Further, I have the following vector of patterns:

my_patterns <- c("my example", "is my", "my other text")

What I want to achieve is to remove any text of my_patterns that occurs in dat$x.

I tried the solution below, but the problem is that as soon as I remove the first pattern from the text (here: "my example"), my solution is not able to detect the occurence of the second (here: "is my") or third pattern anymore.

Wrong solution:

library(tidyverse)
my_patterns_c <- str_c(my_patterns, collapse = "|")

dat_new <- dat %>%
  mutate(short_x = str_replace_all(x, pattern = my_patterns_c, replacement = ""))

I guess I could do sth. like looping through all patterns, collect the string positions in dat$x that match my patterns, then combine them into a range and delete that range from the text. E.g. I add columns to my dat data frame like start_pattern_1 and end_pattern_1 and so on. So for the first row 1 I get 9 (start) and 18 (end) for the first pattern, 6/10 for the second pattern.

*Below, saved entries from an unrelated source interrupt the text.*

// SPDX-License-Identifier: MPL-2.0
//! Explore screen: the grid of divination categories and the learning
//! teaser. Every category currently funnels into the same reading flow.

use crate::app::Screen;
use crate::i18n::fluent::I18n;
use crate::ui::design_tokens::{palette, sizing, spacing, typography};
use crate::ui::styles;
use crate::ui::widgets::FloatingOrb;
use iced::{
    alignment::Horizontal,
    widget::{button, Column, Container, Row, Text},
    Element, Length,
};

/// One divination category tile.
struct Category {
    glyph: &'static str,
    title_key: &'static str,
    desc_key: &'static str,
}

static CATEGORIES: [Category; 6] = [
    Category {
        glyph: "🧠",
        title_key: "explore-personality-title",
        desc_key: "explore-personality-desc",
    },
    Category {
        glyph: "💖",
        title_key: "explore-love-title",
        desc_key: "explore-love-desc",
    },
    Category {
        glyph: "💰",
        title_key: "explore-career-title",
        desc_key: "explore-career-desc",
    },
    Category {
        glyph: "🔮",
        title_key: "explore-future-title",
        desc_key: "explore-future-desc",
    },
    Category {
        glyph: "⚡",
        title_key: "explore-energy-title",
        desc_key: "explore-energy-desc",
    },
    Category {
        glyph: "✨",
        title_key: "explore-wisdom-title",
        desc_key: "explore-wisdom-desc",
    },
];

/// Messages emitted by the explore screen.
#[derive(Debug, Clone)]
pub enum Message {
    OpenCategory(usize),
    StartCourse,
}

/// Events propagated to the parent application.
#[derive(Debug, Clone)]
pub enum Event {
    None,
    Navigate(Screen),
}

/// Process an explore screen message.
pub fn update(message: Message) -> Event {
    match message {
        // Every category starts a reading; the category itself only
        // flavors the framing text the user saw.
        Message::OpenCategory(_) => Event::Navigate(Screen::Shuffle),
        // The course is a visual teaser only.
        Message::StartCourse => Event::None,
    }
}

/// Contextual data needed to render the explore screen.
pub struct ViewContext<'a> {
    pub i18n: &'a I18n,
    pub elapsed: f32,
}

/// Render the explore screen.
pub fn view<'a>(ctx: ViewContext<'a>) -> Element<'a, Message> {
    let heading = Column::new()
        .align_x(Horizontal::Center)
        .spacing(spacing::XS)
        .push(
            Text::new(ctx.i18n.tr("explore-title"))
                .size(typography::TITLE_LG)
                .color(palette::GOLD),
        )
        .push(
            Text::new(ctx.i18n.tr("explore-subtitle"))
                .size(typography::BODY)
                .color(palette::MUTED),
        );

    // Two tiles per row.
    let mut grid = Column::new().spacing(spacing::SM);
    for (row_index, pair) in CATEGORIES.chunks(2).enumerate() {
        let mut row = Row::new().spacing(spacing::SM);
        for (offset, category) in pair.iter().enumerate() {
            row = row.push(tile(ctx.i18n, category, row_index * 2 + offset));
        }
        grid = grid.push(row);
    }

    let course = Container::new(
        Row::new()
            .spacing(spacing::MD)
            .align_y(iced::alignment::Vertical::Center)
            .push(Text::new("👑").size(sizing::ICON_LG))
            .push(
                Column::new()
                    .spacing(spacing::XXS)
                    .width(Length::Fill)
                    .push(
                        Text::new(ctx.i18n.tr("explore-course-title"))
                            .size(typography::TITLE_SM)
                            .color(palette::WHITE),
                    )
                    .push(
                        Text::new(ctx.i18n.tr("explore-course-desc"))
                            .size(typography::CAPTION)
                            .color(palette::MUTED),
                    ),
            )
            .push(
                button(Text::new(ctx.i18n.tr("explore-course-button")).size(typography::BODY))
                    .on_press(Message::StartCourse)
                    .style(styles::button::gold),
            ),
    )
    .padding(spacing::MD)
    .width(Length::Fill)
    .style(styles::container::glass_card);

    let learning = Column::new()
        .spacing(spacing::SM)
        .push(
            Text::new(ctx.i18n.tr("explore-learning-title"))
                .size(typography::TITLE_MD)
                .color(palette::WHITE),
        )
        .push(course);

    let orb = FloatingOrb::new(sizing::ORB_SM, ctx.elapsed)
        .phase(4.0)
        .color(palette::NEON_BLUE)
        .into_element();

    let content = Column::new()
        .align_x(Horizontal::Center)
        .spacing(spacing::LG)
        .padding(spacing::LG)
        .push(orb)
        .push(heading)
        .push(grid)
        .push(learning);

    Container::new(iced::widget::scrollable(content))
        .width(Length::Fill)
        .height(Length::Fill)
        .into()
}

fn tile<'a>(i18n: &'a I18n, category: &'static Category, index: usize) -> Element<'a, Message> {
    button(
        Column::new()
            .spacing(spacing::XS)
            .width(Length::Fill)
            .push(Text::new(category.glyph).size(sizing::ICON_LG))
            .push(
                Text::new(i18n.tr(category.title_key))
                    .size(typography::TITLE_SM)
                    .color(palette::WHITE),
            )
            .push(
                Text::new(i18n.tr(category.desc_key))
                    .size(typography::CAPTION)
                    .color(palette::MUTED),
            ),
    )
    .on_press(Message::OpenCategory(index))
    .padding(spacing::MD)
    .width(Length::FillPortion(1))
    .style(styles::button::glass)
    .into()
}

I then need to check if any end position overlaps with any start position (here start 9 and end 10) and combine them into a range 6-18 and remove this range from the text.

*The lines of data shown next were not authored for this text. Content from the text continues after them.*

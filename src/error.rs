// SPDX-License-Identifier: MPL-2.0
use std::fmt;

#[derive(Debug, Clone)]
pub enum Error {
    Io(String),
    Config(String),
    Report(String),
}

impl fmt::Display for Error {
    fn fmt(&self, f: &mut fmt::Formatter<'_>) -> fmt::Result {
        match self {
            Error::Io(e) => write!(f, "I/O Error: {}", e),
            Error::Config(e) => write!(f, "Config Error: {}", e),
            Error::Report(e) => write!(f, "Report Error: {}", e),
        }
    }
}

impl std::error::Error for Error {}

impl From<std::io::Error> for Error {
    fn from(err: std::io::Error) -> Self {
        Error::Io(err.to_string())
    }
}

impl From<toml::de::Error> for Error {
    fn from(err: toml::de::Error) -> Self {
        Error::Config(err.to_string())
    }
}

impl From<toml::ser::Error> for Error {
    fn from(err: toml::ser::Error) -> Self {
        Error::Config(err.to_string())
    }
}

impl From<serde_json::Error> for Error {
    fn from(err: serde_json::Error) -> Self {
        Error::Report(err.to_string())
    }
}

pub type Result<T> = std::result::Result<T, Error>;

#[cfg(test)]
mod tests {
    use super::*;

    #[test]
    fn display_formats_io_error() {
        let err = Error::Io("disk failure".to_string());
        assert_eq!(format!("{}", err), "I/O Error: disk failure");
    }

    #[test]
    fn from_io_error_produces_io_variant() {
        let io_error = std::io::Error::other("boom");
        let err: Error = io_error.into();
        match err {
            Error::Io(message) => assert!(message.contains("boom")),
            _ => panic!("expected Io variant"),
        }
    }

    #[test]
    fn config_error_formats_properly() {
        let err = Error::Config("bad field".into());
        assert_eq!(format!("{}", err), "Config Error: bad field");
    }

    #[test]
    fn from_json_error_produces_report_variant() {
        let json_err = serde_json::from_str::<serde_json::Value>("{oops").unwrap_err();
        let err: Error = json_err.into();
        assert!(matches!(err, Error::Report(_)));
    }
}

Problem is that I potentially have many new start/end columns then (could be a few hundred patterns in my case) and if I need to pairwise compare the overlapping ranges, my computer will probably crash.

So I'm wondering how I could get it work or how I should best approach this solution. Maybe (and I hope so) there's a better/more elegant/easy solution.

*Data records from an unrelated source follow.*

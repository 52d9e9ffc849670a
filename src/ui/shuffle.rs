// SPDX-License-Identifier: MPL-2.0
//! Shuffle screen.
//!
//! The deck warms up briefly after the screen is entered, shuffles for a
//! fixed duration, then settles. The proceed button stays disabled until
//! the shuffle is complete; only the user advances to the draw screen.

use crate::app::config::{SHUFFLE_RUN_MS, SHUFFLE_WARMUP_MS};
use crate::app::Screen;
use crate::i18n::fluent::I18n;
use crate::ui::design_tokens::{palette, sizing, spacing, typography};
use crate::ui::styles;
use crate::ui::widgets::CardBack;
use iced::{
    alignment::Horizontal,
    widget::{button, Column, Container, Row, Text},
    Element, Length,
};
use std::time::{Duration, Instant};

/// Cards rendered in the shuffle pile.
const PILE_SIZE: usize = 7;

/// Phase of the shuffle timeline.
#[derive(Debug, Clone, Copy, PartialEq, Eq)]
pub enum Phase {
    /// Entered the screen, deck not yet moving.
    Warmup,
    /// Deck in motion.
    Shuffling,
    /// Deck settled, proceed unlocked.
    Complete,
}

/// Per-visit state. Dropped when the screen is left, which cancels the
/// timeline.
#[derive(Debug, Clone)]
pub struct State {
    entered_at: Instant,
}

impl State {
    pub fn new(now: Instant) -> Self {
        Self { entered_at: now }
    }

    /// Phase at the given instant.
    pub fn phase(&self, now: Instant) -> Phase {
        let elapsed = now.saturating_duration_since(self.entered_at);
        if elapsed < Duration::from_millis(SHUFFLE_WARMUP_MS) {
            Phase::Warmup
        } else if elapsed < Duration::from_millis(SHUFFLE_WARMUP_MS + SHUFFLE_RUN_MS) {
            Phase::Shuffling
        } else {
            Phase::Complete
        }
    }

    /// Whether the timeline still needs timer-cadence ticks.
    pub fn timers_active(&self, now: Instant) -> bool {
        self.phase(now) != Phase::Complete
    }
}

/// Messages emitted by the shuffle screen.
#[derive(Debug, Clone)]
pub enum Message {
    Back,
    Proceed,
}

/// Events propagated to the parent application.
#[derive(Debug, Clone)]
pub enum Event {
    None,
    Navigate(Screen),
}

/// Process a shuffle screen message.
pub fn update(state: &State, message: Message, now: Instant) -> Event {
    match message {
        Message::Back => Event::Navigate(Screen::Home),
        Message::Proceed => {
            // The button is disabled until complete; the guard also covers a
            // click racing the final tick.
            if state.phase(now) == Phase::Complete {
                Event::Navigate(Screen::Draw)
            } else {
                Event::None
            }
        }
    }
}

/// Contextual data needed to render the shuffle screen.
pub struct ViewContext<'a> {
    pub i18n: &'a I18n,
    pub state: &'a State,
    pub now: Instant,
    pub elapsed: f32,
}

/// Render the shuffle screen.
pub fn view<'a>(ctx: ViewContext<'a>) -> Element<'a, Message> {
    let phase = ctx.state.phase(ctx.now);

    let header = Row::new()
        .width(Length::Fill)
        .push(
            button(Text::new(ctx.i18n.tr("back-button")).size(typography::BODY))
                .on_press(Message::Back)
                .style(styles::button::ghost),
        )
        .push(iced::widget::Space::new().width(Length::Fill))
        .push(
            Text::new(ctx.i18n.tr("shuffle-title"))
                .size(typography::TITLE_MD)
                .color(palette::WHITE),
        )
        .push(iced::widget::Space::new().width(Length::Fill));

    let (headline_key, hint_key, headline_color) = if phase == Phase::Complete {
        ("shuffle-done-headline", "shuffle-done-hint", palette::GOLD)
    } else {
        (
            "shuffle-busy-headline",
            "shuffle-busy-hint",
            palette::WHITE,
        )
    };

    let guidance = Column::new()
        .align_x(Horizontal::Center)
        .spacing(spacing::XS)
        .push(
            Text::new(ctx.i18n.tr(headline_key))
                .size(typography::TITLE_MD)
                .color(headline_color),
        )
        .push(
            Text::new(ctx.i18n.tr(hint_key))
                .size(typography::BODY)
                .color(palette::MUTED),
        );

    let agitated = phase == Phase::Shuffling;
    let mut pile = Row::new().spacing(spacing::XXS);
    for index in 0..PILE_SIZE {
        pile = pile.push(
            CardBack::new(sizing::CARD_SM_WIDTH, sizing::CARD_SM_HEIGHT, ctx.elapsed)
                .agitated(agitated)
                .phase(index as f32 * 0.08)
                .into_element(),
        );
    }

    let proceed_label = Text::new(ctx.i18n.tr("shuffle-proceed-button"))
        .size(typography::TITLE_SM)
        .align_x(Horizontal::Center);
    let proceed = if phase == Phase::Complete {
        button(proceed_label)
            .on_press(Message::Proceed)
            .style(styles::button::gold)
    } else {
        button(proceed_label).style(styles::button::disabled())
    }
    .height(Length::Fixed(sizing::BUTTON_HEIGHT))
    .width(Length::Fixed(240.0));

    let content = Column::new()
        .align_x(Horizontal::Center)
        .spacing(spacing::XL)
        .padding(spacing::LG)
        .push(header)
        .push(guidance)
        .push(Container::new(pile).padding(spacing::LG))
        .push(proceed);

    Container::new(content)
        .width(Length::Fill)
        .height(Length::Fill)
        .align_x(Horizontal::Center)
        .into()
}

#[cfg(test)]
mod tests {
    use super::*;

    fn millis(ms: u64) -> Duration {
        Duration::from_millis(ms)
    }

    #[test]
    fn phases_follow_the_timeline() {
        let start = Instant::now();
        let state = State::new(start);
        assert_eq!(state.phase(start), Phase::Warmup);
        assert_eq!(state.phase(start + millis(799)), Phase::Warmup);
        assert_eq!(state.phase(start + millis(800)), Phase::Shuffling);
        assert_eq!(state.phase(start + millis(4_299)), Phase::Shuffling);
        assert_eq!(state.phase(start + millis(4_300)), Phase::Complete);
    }

    #[test]
    fn proceed_is_ignored_until_complete() {
        let start = Instant::now();
        let state = State::new(start);
        assert!(matches!(
            update(&state, Message::Proceed, start + millis(1_000)),
            Event::None
        ));
        assert!(matches!(
            update(&state, Message::Proceed, start + millis(5_000)),
            Event::Navigate(Screen::Draw)
        ));
    }

    #[test]
    fn back_returns_home_in_any_phase() {
        let start = Instant::now();
        let state = State::new(start);
        assert!(matches!(
            update(&state, Message::Back, start),
            Event::Navigate(Screen::Home)
        ));
        assert!(matches!(
            update(&state, Message::Back, start + millis(10_000)),
            Event::Navigate(Screen::Home)
        ));
    }

    #[test]
    fn timers_stop_once_complete() {
        let start = Instant::now();
        let state = State::new(start);
        assert!(state.timers_active(start));
        assert!(state.timers_active(start + millis(2_000)));
        assert!(!state.timers_active(start + millis(4_300)));
    }

    #[test]
    fn shuffle_view_renders_in_each_phase() {
        let i18n = I18n::default();
        let start = Instant::now();
        let state = State::new(start);
        for offset in [0, 1_000, 5_000] {
            let _element = view(ViewContext {
                i18n: &i18n,
                state: &state,
                now: start + millis(offset),
                elapsed: offset as f32 / 1_000.0,
            });
        }
    }
}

Desired Output of dat would be:

x                                    some_other_cols    short_x
this is my example text              1                  this text
and here is my other text example    2                  and here example
my other text is short               2                  is short

Appreciate your help! Thanks.

Answer 1

New option with str_locate_all mentionned by Uwe in a comment under the question which greatly simplify the code:

library(stringr)
# Create function to remove matching part of text
# First argument is text, second argument is a list of start and length 
remove_matching_parts <- function(text, positions) {
  if (nrow(positions) == 0) return(text)
  ret <- strsplit(text,"")[[1]]
  lapply(1:nrow(positions), function(x) { ret[ positions[x,1]:positions[x,2] ] <<- NA } )
  paste0(ret[!is.na(ret)],separator="",collapse="")
}

# Loop over the data to apply the pattern
# row = length of vector, columns = length of pattern
matches <- lapply(dat$x, function(x) {
  do.call(rbind,str_locate_all(x, my_patterns)) # transform the list output of str_locate in a table of start/end
})

# Avoid growing a vector in a for loop, create it beforehand, it will be the same length as teh vector we work against
dat$result <- vector("character",length(dat$x))
# Loop on each value to remove the matching parts
for (i in 1:length(dat$x)) {
 dat$result[i] <- remove_matching_parts(as.character(dat$x[i]),matches[[i]])
}

---

If you have control over the pattern definition and can create it by hand then it can be achieved with a regex solution:

> gsub("(is )?my (other text|example)?","",dat$x)
[1] "this  text"        "and here  example" " is short" 

The idea is to create the pattern with optional parts (the ? after the grouping parentheses.

So we have roughly:

• (is )? <= optional "is" followed by space
• my <= literal "my" followed by space
• (other text|example)? <= Optional text after "my ", either "other text" or (the |) "example"

---

If you don't have control, things gets messy, I hope I've commented enough for it to be understandable, according to the number of loops included don't expect it to be quick:

# Given datas
dat <- data.frame(x               = c("this is my example text", "and here is my other text example", "my other text is short","yet another text"),
                some_other_cols = c(1, 2, 2, 4))

my_patterns <- c("my example", "is my", "my other text")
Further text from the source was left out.